▶ **WHAT THE TASK REQUIRES**
Among the entries below, find all lines that include "timed" and copy them.
==================================================
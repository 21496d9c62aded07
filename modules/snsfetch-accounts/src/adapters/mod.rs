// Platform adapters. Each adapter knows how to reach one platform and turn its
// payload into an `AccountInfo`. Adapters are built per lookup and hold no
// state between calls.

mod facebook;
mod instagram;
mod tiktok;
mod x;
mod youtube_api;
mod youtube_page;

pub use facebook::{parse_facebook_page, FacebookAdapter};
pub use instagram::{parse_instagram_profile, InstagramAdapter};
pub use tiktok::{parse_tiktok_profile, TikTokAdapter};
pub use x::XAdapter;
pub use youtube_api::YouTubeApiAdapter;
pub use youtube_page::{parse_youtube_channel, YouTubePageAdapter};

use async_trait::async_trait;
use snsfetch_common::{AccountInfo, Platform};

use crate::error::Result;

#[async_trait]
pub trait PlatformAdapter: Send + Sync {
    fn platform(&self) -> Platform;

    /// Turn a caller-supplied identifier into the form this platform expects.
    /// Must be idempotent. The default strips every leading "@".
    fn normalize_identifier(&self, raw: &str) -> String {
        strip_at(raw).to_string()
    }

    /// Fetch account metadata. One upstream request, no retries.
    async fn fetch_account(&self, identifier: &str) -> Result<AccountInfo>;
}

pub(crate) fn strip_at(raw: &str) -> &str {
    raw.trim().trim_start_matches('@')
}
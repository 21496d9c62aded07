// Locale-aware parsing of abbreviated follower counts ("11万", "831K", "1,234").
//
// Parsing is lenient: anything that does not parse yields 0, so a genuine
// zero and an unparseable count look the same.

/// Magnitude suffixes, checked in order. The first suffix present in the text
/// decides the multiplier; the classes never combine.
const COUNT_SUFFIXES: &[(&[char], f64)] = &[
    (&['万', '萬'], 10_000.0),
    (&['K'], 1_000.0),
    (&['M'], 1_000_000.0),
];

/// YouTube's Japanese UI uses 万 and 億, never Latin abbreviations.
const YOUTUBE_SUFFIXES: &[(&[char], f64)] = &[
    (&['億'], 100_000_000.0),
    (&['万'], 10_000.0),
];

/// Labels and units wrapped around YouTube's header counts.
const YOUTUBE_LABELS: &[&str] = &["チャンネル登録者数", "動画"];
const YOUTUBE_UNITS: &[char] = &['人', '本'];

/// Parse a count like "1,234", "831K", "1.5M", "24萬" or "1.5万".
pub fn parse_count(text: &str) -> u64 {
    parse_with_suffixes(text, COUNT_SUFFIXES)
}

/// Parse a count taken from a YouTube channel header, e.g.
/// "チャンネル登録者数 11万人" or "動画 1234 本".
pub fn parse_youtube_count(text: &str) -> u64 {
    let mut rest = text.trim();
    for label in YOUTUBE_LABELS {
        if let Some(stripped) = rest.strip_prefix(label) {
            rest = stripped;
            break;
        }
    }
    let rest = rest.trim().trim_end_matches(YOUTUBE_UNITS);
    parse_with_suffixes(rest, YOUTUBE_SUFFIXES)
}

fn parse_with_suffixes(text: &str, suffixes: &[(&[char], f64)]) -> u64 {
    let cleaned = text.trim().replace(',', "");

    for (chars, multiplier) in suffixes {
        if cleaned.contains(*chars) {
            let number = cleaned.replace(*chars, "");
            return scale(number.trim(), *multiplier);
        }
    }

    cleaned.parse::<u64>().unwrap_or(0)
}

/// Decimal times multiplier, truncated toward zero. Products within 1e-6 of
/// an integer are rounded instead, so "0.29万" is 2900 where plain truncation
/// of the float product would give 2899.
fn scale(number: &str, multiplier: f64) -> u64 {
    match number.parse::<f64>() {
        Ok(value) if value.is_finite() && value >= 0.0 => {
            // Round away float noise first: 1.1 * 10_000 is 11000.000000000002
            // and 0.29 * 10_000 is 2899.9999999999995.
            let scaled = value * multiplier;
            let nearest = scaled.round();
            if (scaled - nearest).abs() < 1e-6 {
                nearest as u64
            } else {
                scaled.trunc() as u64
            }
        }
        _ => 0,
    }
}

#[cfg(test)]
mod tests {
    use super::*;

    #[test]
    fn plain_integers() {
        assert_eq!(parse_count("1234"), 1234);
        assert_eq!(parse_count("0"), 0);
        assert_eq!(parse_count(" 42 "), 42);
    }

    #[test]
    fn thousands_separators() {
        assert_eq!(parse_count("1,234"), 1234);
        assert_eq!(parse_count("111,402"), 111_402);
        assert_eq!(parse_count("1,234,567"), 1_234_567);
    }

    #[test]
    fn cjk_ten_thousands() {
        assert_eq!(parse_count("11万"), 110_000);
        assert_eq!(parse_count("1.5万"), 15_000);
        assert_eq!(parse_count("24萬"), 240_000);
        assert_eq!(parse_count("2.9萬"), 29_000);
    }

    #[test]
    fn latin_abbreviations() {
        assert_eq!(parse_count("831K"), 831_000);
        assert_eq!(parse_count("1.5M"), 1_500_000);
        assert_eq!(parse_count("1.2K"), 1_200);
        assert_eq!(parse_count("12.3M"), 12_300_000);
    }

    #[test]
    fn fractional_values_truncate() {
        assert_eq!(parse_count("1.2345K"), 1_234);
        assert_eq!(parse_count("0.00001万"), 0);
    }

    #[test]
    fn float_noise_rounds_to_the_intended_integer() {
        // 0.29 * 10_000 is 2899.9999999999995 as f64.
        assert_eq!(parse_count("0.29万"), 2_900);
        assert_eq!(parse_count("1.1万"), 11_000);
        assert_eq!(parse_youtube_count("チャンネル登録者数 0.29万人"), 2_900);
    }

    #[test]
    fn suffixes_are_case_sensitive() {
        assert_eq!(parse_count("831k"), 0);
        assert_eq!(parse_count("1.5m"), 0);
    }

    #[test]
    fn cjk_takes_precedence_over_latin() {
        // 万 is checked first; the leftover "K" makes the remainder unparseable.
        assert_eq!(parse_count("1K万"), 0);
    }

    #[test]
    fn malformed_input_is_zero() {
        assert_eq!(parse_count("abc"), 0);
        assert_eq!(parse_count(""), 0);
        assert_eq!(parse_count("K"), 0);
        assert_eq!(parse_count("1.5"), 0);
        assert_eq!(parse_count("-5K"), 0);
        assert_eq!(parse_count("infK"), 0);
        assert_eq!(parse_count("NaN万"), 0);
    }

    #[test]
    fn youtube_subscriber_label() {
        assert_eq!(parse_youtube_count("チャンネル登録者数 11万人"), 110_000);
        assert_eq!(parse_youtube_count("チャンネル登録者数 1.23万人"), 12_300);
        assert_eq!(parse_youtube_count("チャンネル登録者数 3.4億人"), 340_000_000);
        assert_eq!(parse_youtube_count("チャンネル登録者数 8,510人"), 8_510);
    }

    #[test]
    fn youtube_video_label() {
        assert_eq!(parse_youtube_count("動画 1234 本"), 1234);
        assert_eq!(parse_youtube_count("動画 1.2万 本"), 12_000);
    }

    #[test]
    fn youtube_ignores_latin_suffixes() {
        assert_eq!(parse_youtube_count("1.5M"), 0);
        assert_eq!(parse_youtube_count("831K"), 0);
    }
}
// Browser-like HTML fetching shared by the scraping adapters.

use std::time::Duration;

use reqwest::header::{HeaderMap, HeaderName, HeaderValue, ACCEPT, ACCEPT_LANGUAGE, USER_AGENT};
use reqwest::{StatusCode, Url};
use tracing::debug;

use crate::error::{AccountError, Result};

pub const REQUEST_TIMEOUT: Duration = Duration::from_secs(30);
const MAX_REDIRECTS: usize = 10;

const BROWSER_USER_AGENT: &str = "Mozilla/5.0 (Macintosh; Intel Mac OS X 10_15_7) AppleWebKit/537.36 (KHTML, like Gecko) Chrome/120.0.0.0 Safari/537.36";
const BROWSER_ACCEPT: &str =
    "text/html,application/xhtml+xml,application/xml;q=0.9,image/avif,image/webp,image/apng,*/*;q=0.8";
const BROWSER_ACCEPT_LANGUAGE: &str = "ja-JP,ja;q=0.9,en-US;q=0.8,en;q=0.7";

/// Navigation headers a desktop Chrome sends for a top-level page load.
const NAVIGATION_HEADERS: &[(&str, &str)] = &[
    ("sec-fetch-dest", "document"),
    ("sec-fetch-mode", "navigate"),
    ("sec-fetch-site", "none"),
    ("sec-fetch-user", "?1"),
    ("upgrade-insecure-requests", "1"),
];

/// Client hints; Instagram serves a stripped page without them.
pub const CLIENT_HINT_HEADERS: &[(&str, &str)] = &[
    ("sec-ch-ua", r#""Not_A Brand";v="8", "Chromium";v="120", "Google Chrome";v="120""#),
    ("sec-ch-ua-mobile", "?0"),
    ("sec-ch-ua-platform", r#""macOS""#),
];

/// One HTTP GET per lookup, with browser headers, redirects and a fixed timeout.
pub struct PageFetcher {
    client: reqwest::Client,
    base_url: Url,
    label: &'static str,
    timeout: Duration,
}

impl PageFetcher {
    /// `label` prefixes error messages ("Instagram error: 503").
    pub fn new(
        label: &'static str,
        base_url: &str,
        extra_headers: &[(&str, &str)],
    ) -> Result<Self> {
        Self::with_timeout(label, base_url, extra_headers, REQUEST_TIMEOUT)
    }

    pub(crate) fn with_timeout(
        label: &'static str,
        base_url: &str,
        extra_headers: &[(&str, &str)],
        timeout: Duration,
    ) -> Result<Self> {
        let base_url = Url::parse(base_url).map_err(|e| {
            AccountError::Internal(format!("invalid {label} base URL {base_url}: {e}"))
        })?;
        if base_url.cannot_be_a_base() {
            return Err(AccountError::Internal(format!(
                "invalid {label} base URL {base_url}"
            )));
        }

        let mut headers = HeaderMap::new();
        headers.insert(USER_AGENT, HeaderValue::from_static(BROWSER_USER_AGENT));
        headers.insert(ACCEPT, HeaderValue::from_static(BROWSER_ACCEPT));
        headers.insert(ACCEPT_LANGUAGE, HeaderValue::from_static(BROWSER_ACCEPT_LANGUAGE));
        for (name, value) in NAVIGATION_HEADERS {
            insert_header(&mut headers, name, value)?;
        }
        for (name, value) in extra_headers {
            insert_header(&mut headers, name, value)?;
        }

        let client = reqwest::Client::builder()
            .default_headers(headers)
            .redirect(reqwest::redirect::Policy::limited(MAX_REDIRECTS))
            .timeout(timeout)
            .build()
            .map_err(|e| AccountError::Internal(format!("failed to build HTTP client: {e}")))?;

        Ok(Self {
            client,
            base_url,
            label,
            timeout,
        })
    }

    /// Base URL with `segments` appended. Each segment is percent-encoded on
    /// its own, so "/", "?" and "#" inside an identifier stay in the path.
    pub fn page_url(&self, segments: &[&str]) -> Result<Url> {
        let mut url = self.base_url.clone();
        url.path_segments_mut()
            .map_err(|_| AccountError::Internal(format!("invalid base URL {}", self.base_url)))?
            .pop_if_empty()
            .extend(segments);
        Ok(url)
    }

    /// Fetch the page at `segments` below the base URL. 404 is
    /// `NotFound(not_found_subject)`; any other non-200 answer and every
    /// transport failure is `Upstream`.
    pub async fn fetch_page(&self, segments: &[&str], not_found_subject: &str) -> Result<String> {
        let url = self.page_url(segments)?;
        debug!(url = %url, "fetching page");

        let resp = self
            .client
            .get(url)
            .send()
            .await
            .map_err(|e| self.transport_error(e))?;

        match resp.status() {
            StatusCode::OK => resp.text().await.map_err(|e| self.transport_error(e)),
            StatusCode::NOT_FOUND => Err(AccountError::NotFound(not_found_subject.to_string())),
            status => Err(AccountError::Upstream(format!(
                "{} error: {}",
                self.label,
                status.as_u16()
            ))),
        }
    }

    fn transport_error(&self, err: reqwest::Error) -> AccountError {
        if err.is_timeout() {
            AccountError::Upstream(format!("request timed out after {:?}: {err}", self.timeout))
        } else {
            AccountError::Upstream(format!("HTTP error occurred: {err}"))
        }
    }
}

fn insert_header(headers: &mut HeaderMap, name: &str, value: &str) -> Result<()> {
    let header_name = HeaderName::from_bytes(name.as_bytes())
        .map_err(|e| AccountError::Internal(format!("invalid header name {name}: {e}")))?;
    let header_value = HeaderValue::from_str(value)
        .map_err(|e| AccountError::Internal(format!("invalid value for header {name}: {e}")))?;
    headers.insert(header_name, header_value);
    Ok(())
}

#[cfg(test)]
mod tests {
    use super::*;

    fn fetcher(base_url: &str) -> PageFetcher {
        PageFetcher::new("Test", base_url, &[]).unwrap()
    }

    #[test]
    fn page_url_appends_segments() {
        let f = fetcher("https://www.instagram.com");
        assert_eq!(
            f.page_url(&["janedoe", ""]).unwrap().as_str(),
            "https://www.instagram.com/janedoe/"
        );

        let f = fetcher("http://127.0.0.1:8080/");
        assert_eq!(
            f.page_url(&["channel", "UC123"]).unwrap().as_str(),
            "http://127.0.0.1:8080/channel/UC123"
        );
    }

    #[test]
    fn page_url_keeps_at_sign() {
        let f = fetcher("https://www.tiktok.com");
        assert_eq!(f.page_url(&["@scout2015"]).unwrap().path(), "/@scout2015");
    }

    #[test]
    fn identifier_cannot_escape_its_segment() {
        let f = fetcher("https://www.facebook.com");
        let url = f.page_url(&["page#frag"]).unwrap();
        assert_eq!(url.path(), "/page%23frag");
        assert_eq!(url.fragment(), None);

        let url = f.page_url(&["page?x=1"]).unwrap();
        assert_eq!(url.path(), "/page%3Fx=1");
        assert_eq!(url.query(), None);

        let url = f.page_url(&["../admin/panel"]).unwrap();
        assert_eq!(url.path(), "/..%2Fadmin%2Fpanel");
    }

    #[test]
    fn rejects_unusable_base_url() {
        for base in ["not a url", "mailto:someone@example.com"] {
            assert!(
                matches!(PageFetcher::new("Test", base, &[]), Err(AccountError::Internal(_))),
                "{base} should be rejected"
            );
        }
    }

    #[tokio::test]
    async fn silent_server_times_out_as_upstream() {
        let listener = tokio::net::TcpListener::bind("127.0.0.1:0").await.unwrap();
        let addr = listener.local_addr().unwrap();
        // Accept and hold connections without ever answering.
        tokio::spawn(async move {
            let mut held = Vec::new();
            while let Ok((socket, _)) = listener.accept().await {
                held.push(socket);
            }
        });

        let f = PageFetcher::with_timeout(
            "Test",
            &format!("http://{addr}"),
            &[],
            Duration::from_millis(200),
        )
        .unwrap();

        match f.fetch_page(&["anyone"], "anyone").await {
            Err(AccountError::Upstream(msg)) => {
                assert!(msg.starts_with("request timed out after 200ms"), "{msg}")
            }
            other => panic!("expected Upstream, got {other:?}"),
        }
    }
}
==================================================
▶ **WORKED SOLUTION**
            AccountError::Upstream(format!("request timed out after {:?}: {err}", self.timeout))
                assert!(msg.starts_with("request timed out after 200ms"), "{msg}")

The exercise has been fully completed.